After such knowledge, what forgiveness? Think now
History has many cunning passages, contrived corridors
And issues, deceives with whispering ambitions, 35
Guides us by vanities. Think now
She gives when our attention is distracted
And what she gives, gives with such supple confusions
That the giving famishes the craving. Gives too late
What’s not believed in, or if still believed, 40
In memory only, reconsidered passion. Gives too soon
Into weak hands, what’s thought can be dispensed with
Till the refusal propagates a fear. Think
Neither fear nor courage saves us. Unnatural vices
Are fathered by our heroism. Virtues 45
Are forced upon us by our impudent crimes.
These tears are shaken from the wrath-bearing tree.

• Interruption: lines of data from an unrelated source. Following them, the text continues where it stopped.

//! Typed view of the merged config document.
//!
//! `lrc-config` owns loading, hashing and linting; this module only
//! deserializes `/pass` and `/sources` and validates them.

use std::collections::HashSet;

use serde::Deserialize;
use serde_json::Value;

use crate::descriptor::{DescriptorError, SourceDescriptor};

pub const DEFAULT_MAX_CONCURRENCY: usize = 4;

fn default_max_concurrency() -> usize {
    DEFAULT_MAX_CONCURRENCY
}

/// Pass-wide options (`/pass`).
#[derive(Debug, Clone, Copy, PartialEq, Eq, Deserialize)]
pub struct PassOptions {
    /// Report the full history instead of the new-vs-known difference.
    #[serde(default)]
    pub show_all: bool,
    /// Upper bound on concurrently running (account, category) fetches.
    #[serde(default = "default_max_concurrency")]
    pub max_concurrency: usize,
}

impl Default for PassOptions {
    fn default() -> Self {
        Self {
            show_all: false,
            max_concurrency: DEFAULT_MAX_CONCURRENCY,
        }
    }
}

#[derive(Debug, Clone, PartialEq, Eq, Deserialize)]
pub struct ReconcileConfig {
    #[serde(default)]
    pub pass: PassOptions,
    #[serde(default)]
    pub sources: Vec<SourceDescriptor>,
}

impl ReconcileConfig {
    /// Deserialize and validate. Any failure here is a configuration error
    /// and must stop the run before a single request is made.
    pub fn from_config_json(config_json: &Value) -> Result<Self, DescriptorError> {
        let cfg: ReconcileConfig = serde_json::from_value(config_json.clone())
            .map_err(|e| DescriptorError::Malformed(e.to_string()))?;
        cfg.validate()?;
        Ok(cfg)
    }

    pub fn validate(&self) -> Result<(), DescriptorError> {
        if self.pass.max_concurrency == 0 {
            return Err(DescriptorError::ZeroConcurrency);
        }
        let mut names = HashSet::new();
        for source in &self.sources {
            source.validate()?;
            if !names.insert(source.name.trim()) {
                return Err(DescriptorError::DuplicateSource {
                    source: source.name.trim().to_string(),
                });
            }
        }
        Ok(())
    }

    pub fn source(&self, name: &str) -> Option<&SourceDescriptor> {
        self.sources.iter().find(|s| s.name == name)
    }
}
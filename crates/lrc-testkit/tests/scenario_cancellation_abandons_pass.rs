//! Scenario: user interrupt during a pass.
//!
//! Raising the cancel flag while fetches are in flight stops the pass with
//! `PassError::Cancelled` promptly; no report is produced and nothing is
//! salvaged from the abandoned fetches.

use std::sync::Arc;
use std::time::Duration;

use lrc_runtime::{PassError, PassOptions, ReconcilePass};
use lrc_schemas::Category;
use lrc_source::Termination;
use lrc_testkit::builders::{deposit, deposit_category, descriptor, pagination};
use lrc_testkit::{MemoryStore, ScriptedSource};
use tokio::sync::watch;
use tokio::time::Instant;

#[tokio::test(start_paused = true)]
async fn cancel_stops_in_flight_fetches() {
    let source = Arc::new(
        ScriptedSource::new("kraken")
            .with_records(
                "alice",
                Category::Deposit,
                vec![deposit(1, 1_700_000_000, "1")],
                10,
            )
            .with_delay(Duration::from_secs(60)),
    );
    let d = descriptor(
        "kraken",
        &["alice", "bob"],
        pagination(0, 10, Termination::ShortPage),
        vec![deposit_category()],
    );
    let (tx, rx) = watch::channel(false);
    let pass = ReconcilePass::new(
        Arc::new(d),
        source.clone(),
        Arc::new(MemoryStore::new()),
        PassOptions::default(),
    )
    .with_cancel(rx);

    let started = Instant::now();
    let (result, _) = tokio::join!(pass.run(), async {
        tokio::time::sleep(Duration::from_secs(1)).await;
        tx.send(true).unwrap();
    });

    assert_eq!(result.unwrap_err(), PassError::Cancelled);
    assert!(started.elapsed() < Duration::from_secs(60));
    assert_eq!(source.call_count(), 2, "both streams had started their first page");
}

#[tokio::test]
async fn dropped_sender_never_cancels() {
    let source = Arc::new(ScriptedSource::new("kraken"));
    let d = descriptor(
        "kraken",
        &["alice"],
        pagination(0, 10, Termination::ShortPage),
        vec![deposit_category()],
    );
    let (tx, rx) = watch::channel(false);
    drop(tx);

    let report = ReconcilePass::new(
        Arc::new(d),
        source,
        Arc::new(MemoryStore::new()),
        PassOptions::default(),
    )
    .with_cancel(rx)
    .run()
    .await
    .unwrap();
    assert_eq!(report.new_entry_count(), 0);
}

The tiger springs in the new year. Us he devours. Think at last
We have not reached conclusion, when I
Stiffen in a rented house. Think at last 50
I have not made this show purposelessly
And it is not by any concitation
Of the backward devils
I would meet you upon this honestly.
I that was near your heart was removed therefrom 55
To lose beauty in terror, terror in inquisition.
I have lost my passion: why should I need to keep it
Since what is kept must be adulterated?
I have lost my sight, smell, hearing, taste and touch:
How should I use it for your closer contact? 60

These with a thousand small deliberations
Protract the profit of their chilled delirium,
Excite the membrane, when the sense has cooled,
With pungent sauces, multiply variety
In a wilderness of mirrors. What will the spider do, 65
Suspend its operations, will the weevil
Delay? De Bailhache, Fresca, Mrs. Cammel, whirled
Beyond the circuit of the shuddering Bear
In fractured atoms. Gull against the wind, in the windy straits
Of Belle Isle, or running on the Horn, 70
White feathers in the snow, the Gulf claims,
And an old man driven by the Trades
To a a sleepy corner.

Tenants of the house,
Thoughts of a dry brain in a dry season. 75

Charles Kingsley Michaelson, III said...

Thanks, Degringolade, it'd been ten years or so since I last read TE.

And TulsaTime,we I to be that to the point, I'd have to leave off doing this on a daily basis.

But even though I know you know we are doomed, my compulsion to comment on the parade demands I continue.